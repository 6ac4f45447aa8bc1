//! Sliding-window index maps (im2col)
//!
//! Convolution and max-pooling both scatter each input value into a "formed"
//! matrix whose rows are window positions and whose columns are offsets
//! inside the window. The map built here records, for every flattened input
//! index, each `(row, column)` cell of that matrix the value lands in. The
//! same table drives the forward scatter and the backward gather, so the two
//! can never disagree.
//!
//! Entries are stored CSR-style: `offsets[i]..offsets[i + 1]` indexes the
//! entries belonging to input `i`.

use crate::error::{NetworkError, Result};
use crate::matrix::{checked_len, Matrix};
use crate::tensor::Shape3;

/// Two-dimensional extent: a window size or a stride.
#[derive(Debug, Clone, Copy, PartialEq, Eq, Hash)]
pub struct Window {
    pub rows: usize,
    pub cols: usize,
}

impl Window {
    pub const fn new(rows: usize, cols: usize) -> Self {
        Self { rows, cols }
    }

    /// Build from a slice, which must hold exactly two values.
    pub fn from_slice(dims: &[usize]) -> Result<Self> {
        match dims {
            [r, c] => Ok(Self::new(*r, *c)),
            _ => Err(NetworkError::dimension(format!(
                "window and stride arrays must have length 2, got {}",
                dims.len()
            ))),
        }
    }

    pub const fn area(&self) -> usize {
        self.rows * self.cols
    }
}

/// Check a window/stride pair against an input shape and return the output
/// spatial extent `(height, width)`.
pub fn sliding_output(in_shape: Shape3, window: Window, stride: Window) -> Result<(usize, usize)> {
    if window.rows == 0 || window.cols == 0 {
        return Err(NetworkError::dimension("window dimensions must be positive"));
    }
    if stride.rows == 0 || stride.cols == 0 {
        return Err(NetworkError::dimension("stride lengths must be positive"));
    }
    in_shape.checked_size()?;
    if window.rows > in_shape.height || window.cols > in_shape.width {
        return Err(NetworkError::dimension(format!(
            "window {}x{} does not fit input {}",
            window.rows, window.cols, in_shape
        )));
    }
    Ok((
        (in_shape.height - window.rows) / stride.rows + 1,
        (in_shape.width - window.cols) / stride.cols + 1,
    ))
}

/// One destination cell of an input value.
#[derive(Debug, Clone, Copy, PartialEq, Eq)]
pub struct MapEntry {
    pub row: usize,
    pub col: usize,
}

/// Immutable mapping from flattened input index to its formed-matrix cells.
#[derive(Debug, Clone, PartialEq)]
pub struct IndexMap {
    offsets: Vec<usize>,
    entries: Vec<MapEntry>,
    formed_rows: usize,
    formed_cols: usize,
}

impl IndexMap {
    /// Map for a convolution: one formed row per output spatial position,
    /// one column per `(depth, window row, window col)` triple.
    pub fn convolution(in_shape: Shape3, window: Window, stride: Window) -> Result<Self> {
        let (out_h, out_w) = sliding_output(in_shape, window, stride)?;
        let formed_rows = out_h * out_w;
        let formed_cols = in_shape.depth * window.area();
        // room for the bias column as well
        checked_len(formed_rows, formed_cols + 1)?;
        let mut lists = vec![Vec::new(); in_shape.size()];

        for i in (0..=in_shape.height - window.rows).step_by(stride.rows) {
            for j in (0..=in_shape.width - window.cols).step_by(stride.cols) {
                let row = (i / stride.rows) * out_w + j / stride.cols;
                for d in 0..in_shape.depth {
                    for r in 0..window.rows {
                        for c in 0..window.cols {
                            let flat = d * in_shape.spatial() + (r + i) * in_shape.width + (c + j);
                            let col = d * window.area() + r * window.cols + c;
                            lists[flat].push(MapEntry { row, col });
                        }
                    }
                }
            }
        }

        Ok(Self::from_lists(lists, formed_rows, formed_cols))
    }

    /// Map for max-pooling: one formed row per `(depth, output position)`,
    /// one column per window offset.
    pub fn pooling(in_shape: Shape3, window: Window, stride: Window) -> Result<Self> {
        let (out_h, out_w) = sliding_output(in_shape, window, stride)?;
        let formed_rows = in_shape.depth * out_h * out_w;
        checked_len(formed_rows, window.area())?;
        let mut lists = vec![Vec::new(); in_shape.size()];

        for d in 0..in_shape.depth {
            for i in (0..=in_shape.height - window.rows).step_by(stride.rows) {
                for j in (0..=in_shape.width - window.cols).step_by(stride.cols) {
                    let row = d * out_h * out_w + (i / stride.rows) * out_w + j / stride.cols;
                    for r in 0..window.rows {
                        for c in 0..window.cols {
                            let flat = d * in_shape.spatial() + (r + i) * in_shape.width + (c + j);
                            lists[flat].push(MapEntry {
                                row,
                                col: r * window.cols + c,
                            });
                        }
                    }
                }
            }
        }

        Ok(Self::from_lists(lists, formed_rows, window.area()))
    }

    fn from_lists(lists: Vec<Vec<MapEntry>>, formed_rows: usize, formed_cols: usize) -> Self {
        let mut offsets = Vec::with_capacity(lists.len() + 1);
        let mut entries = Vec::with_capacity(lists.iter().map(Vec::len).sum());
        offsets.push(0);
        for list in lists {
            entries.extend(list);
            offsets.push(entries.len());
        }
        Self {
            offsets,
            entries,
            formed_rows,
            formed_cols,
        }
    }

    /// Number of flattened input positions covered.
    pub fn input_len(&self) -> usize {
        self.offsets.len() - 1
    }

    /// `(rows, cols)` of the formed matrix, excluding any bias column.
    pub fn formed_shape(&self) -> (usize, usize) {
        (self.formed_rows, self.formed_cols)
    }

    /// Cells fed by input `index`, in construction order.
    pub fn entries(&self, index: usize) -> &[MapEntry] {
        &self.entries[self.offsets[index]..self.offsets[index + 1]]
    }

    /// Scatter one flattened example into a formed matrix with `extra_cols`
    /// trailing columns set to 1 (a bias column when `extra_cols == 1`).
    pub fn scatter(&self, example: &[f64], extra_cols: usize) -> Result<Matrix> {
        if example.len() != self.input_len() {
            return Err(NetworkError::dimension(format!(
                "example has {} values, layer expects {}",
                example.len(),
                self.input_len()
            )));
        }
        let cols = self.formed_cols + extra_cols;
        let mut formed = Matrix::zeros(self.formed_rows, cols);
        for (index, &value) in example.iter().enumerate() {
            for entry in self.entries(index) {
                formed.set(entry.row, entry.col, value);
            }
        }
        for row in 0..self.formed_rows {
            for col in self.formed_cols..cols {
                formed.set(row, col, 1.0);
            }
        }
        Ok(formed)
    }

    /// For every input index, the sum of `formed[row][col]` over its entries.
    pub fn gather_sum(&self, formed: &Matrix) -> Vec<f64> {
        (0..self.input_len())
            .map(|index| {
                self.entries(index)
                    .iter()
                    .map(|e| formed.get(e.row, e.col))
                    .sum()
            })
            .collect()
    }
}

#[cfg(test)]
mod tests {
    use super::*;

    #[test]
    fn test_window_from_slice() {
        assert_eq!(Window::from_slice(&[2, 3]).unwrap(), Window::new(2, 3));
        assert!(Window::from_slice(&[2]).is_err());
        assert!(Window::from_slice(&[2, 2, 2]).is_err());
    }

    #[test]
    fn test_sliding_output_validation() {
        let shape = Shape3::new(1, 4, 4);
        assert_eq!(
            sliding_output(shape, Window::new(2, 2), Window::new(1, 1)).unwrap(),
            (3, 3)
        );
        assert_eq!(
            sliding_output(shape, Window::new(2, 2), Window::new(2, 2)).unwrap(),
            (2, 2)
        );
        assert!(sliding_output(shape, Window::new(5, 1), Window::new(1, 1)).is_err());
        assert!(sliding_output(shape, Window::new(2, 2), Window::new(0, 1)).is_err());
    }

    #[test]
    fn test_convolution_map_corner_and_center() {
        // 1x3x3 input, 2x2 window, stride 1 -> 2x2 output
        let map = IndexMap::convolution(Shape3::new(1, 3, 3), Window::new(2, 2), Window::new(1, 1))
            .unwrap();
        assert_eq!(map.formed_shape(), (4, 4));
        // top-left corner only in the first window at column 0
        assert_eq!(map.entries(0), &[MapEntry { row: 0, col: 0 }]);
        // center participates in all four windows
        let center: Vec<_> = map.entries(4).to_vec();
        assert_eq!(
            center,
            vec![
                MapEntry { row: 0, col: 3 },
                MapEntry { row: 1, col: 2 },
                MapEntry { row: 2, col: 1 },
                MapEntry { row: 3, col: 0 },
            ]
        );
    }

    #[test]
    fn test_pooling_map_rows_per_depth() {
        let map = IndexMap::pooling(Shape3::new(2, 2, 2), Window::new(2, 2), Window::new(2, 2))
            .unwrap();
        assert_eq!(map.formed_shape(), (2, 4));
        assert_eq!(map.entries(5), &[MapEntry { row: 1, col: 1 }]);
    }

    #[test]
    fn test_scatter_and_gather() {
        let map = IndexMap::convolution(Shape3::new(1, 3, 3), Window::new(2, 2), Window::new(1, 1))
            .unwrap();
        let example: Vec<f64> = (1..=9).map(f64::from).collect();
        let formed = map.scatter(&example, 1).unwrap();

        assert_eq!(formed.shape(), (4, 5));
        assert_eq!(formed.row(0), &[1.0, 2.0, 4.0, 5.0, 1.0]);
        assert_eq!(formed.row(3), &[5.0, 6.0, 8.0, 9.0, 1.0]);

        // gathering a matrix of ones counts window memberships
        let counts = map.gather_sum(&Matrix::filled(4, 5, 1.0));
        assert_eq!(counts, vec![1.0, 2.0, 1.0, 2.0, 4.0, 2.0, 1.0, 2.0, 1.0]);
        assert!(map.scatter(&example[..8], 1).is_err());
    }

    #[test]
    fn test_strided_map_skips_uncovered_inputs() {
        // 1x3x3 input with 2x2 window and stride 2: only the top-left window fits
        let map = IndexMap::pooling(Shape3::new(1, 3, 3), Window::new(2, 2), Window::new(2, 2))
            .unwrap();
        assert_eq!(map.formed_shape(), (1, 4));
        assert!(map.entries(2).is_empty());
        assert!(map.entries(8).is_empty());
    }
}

++++++++++++++++++++

> _WHAT YOU ARE ASKED TO DO_
Go through the listing above, count the lines that contain "Copy", and state that number alone.

> _EXERCISE SOLUTION_
2